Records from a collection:
· · · · · · ·
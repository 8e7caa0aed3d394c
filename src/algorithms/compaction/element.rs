use json_syntax::{Object, Value};
use mown::Mown;

use super::Compactor;
use crate::{
	algorithms::{process_context, ContextProcessingOptions, ProcessingEnvironment},
	context::Type,
	util::{as_array, as_str, is_scalar, ObjectExt, ObjectKind},
	ContainerItem, Error,
};

impl<'a> Compactor<'a> {
	/// Compacts an expanded element.
	///
	/// See <https://www.w3.org/TR/json-ld11-api/#compaction-algorithm>.
	pub fn compact_element(
		&self,
		env: &mut impl ProcessingEnvironment,
		element: &Value,
	) -> Result<Value, Error> {
		match element {
			// 3) If element is an array:
			Value::Array(items) => self.compact_array(env, items),
			// 4) Otherwise element is a map.
			Value::Object(object) => self.compact_object(env, object),
			// 2) If element is a scalar, it is already in its most compact
			// form, so simply return element.
			scalar => Ok(scalar.clone()),
		}
	}

	fn compact_array(
		&self,
		env: &mut impl ProcessingEnvironment,
		items: &[Value],
	) -> Result<Value, Error> {
		// 3.1) Initialize result to an empty array.
		let mut result = Vec::with_capacity(items.len());

		// 3.2) For each item in element:
		for item in items {
			// 3.2.1) Initialize compacted item to the result of using this
			// algorithm recursively, passing active context, active property,
			// item for element, and the compactArrays and ordered flags.
			let compacted = self.compact_element(env, item)?;

			// 3.2.2) If compacted item is not null, then append it to result.
			if !compacted.is_null() {
				result.push(compacted)
			}
		}

		// 3.3) If result is empty or contains more than one value, or
		// compactArrays is false, or active property is either @graph or
		// @set, or container mapping for active property in active context
		// includes either @list or @set, return result.
		let container = self
			.active_property
			.and_then(|p| self.active_context.get(p))
			.map(|d| d.container)
			.unwrap_or_default();

		if result.len() != 1
			|| !self.options.compact_arrays
			|| matches!(self.active_property, Some("@graph" | "@set"))
			|| container.contains(ContainerItem::List)
			|| container.contains(ContainerItem::Set)
		{
			return Ok(Value::Array(result));
		}

		// 3.4) Otherwise, return the value in result.
		Ok(result.into_iter().next().unwrap_or(Value::Null))
	}

	fn compact_object(
		&self,
		env: &mut impl ProcessingEnvironment,
		element: &Object,
	) -> Result<Value, Error> {
		// 1) Initialize type-scoped context to active context. This is used
		// for compacting values that may be relevant to any previous
		// type-scoped context.
		let type_scoped_context = self.active_context;
		let mut active_context = Mown::Borrowed(self.active_context);

		// 5) If active context has a previous context, the active context is
		// not propagated. If element does not contain an @value entry, and
		// element does not consist of a single @id entry, set active context
		// to previous context from active context, as the scope of a
		// term-scoped context does not apply when processing new node
		// objects.
		if let Some(previous_context) = self.active_context.previous_context() {
			if !element.has("@value") && !(element.len() == 1 && element.has("@id")) {
				active_context = Mown::Borrowed(previous_context)
			}
		}

		// 6) If the term definition for active property in active context has
		// a local context:
		let definition = self.active_property.and_then(|p| type_scoped_context.get(p));
		if let Some(definition) = definition {
			if let Some(context) = &definition.context {
				// 6.1) Set active context to the result of the Context
				// Processing algorithm, passing active context, the value of
				// the active property's local context as local context, base
				// URL from the term definition for active property in active
				// context, and true for override protected.
				active_context = Mown::Owned(process_context(
					env,
					&active_context,
					context,
					definition.base_url.as_deref(),
					ContextProcessingOptions::from(self.options).with_override(),
				)?)
			}
		}

		let compactor = self.with_active_context(&active_context);
		let definition = self.active_property.and_then(|p| active_context.get(p));

		// 7) If element has an @value or @id entry and the result of using the
		// Value Compaction algorithm, passing active context, active property,
		// and element as value is a scalar, or the term definition for active
		// property has a type mapping of @json, return that result.
		if element.has("@value") || element.has("@id") {
			let result = compactor.compact_value(&active_context, element)?;
			if is_scalar(&result) || definition.is_some_and(|d| d.typ == Some(Type::Json)) {
				return Ok(result);
			}
		}

		// 8) If element is a list object, and the container mapping for active
		// property in active context includes @list, return the result of
		// using this algorithm recursively, passing active context, active
		// property, value of @list in element for element, and the
		// compactArrays and ordered flags.
		if ObjectKind::of(element) == ObjectKind::List
			&& definition.is_some_and(|d| d.container.contains(ContainerItem::List))
		{
			if let Some(list) = element.value("@list") {
				return compactor.compact_element(env, list);
			}
		}

		// 11) If element has an @type entry, create a new array compacted
		// types initialized by transforming each expanded type of that entry
		// into its compacted form by IRI compacting expanded type. Then, for
		// each term in compacted types ordered lexicographically:
		if let Some(types) = element.value("@type") {
			let mut compacted_types = Vec::new();
			for typ in as_array(types).iter().filter_map(as_str) {
				compacted_types.push(self.compact_iri_with(type_scoped_context, typ, true)?)
			}
			compacted_types.sort_unstable();

			for term in compacted_types {
				// 11.1) If the term definition for term in type-scoped context
				// has a local context set active context to the result of the
				// Context Processing algorithm, passing active context and the
				// value of term's local context in type-scoped context as local
				// context base URL from the term definition for term in
				// type-scoped context, and false for propagate.
				if let Some(definition) = type_scoped_context.get(&term) {
					if let Some(context) = &definition.context {
						active_context = Mown::Owned(process_context(
							env,
							&active_context,
							context,
							definition.base_url.as_deref(),
							ContextProcessingOptions::from(self.options).without_propagation(),
						)?)
					}
				}
			}
		}

		// 12) For each key expanded property and value expanded value in
		// element, ordered lexicographically by expanded property if ordered
		// is true:
		let result = self
			.with_active_context(&active_context)
			.compact_entries(env, type_scoped_context, element)?;

		// 13) Return result.
		Ok(Value::Object(result))
	}
}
· · · · · · ·
# Task instructions
The response should contain only a verbatim copy of the lines from the line with "let result = self" to the final line of the records.

# Response
		let result = self
			.with_active_context(&active_context)
			.compact_entries(env, type_scoped_context, element)?;

		// 13) Return result.
		Ok(Value::Object(result))
	}
}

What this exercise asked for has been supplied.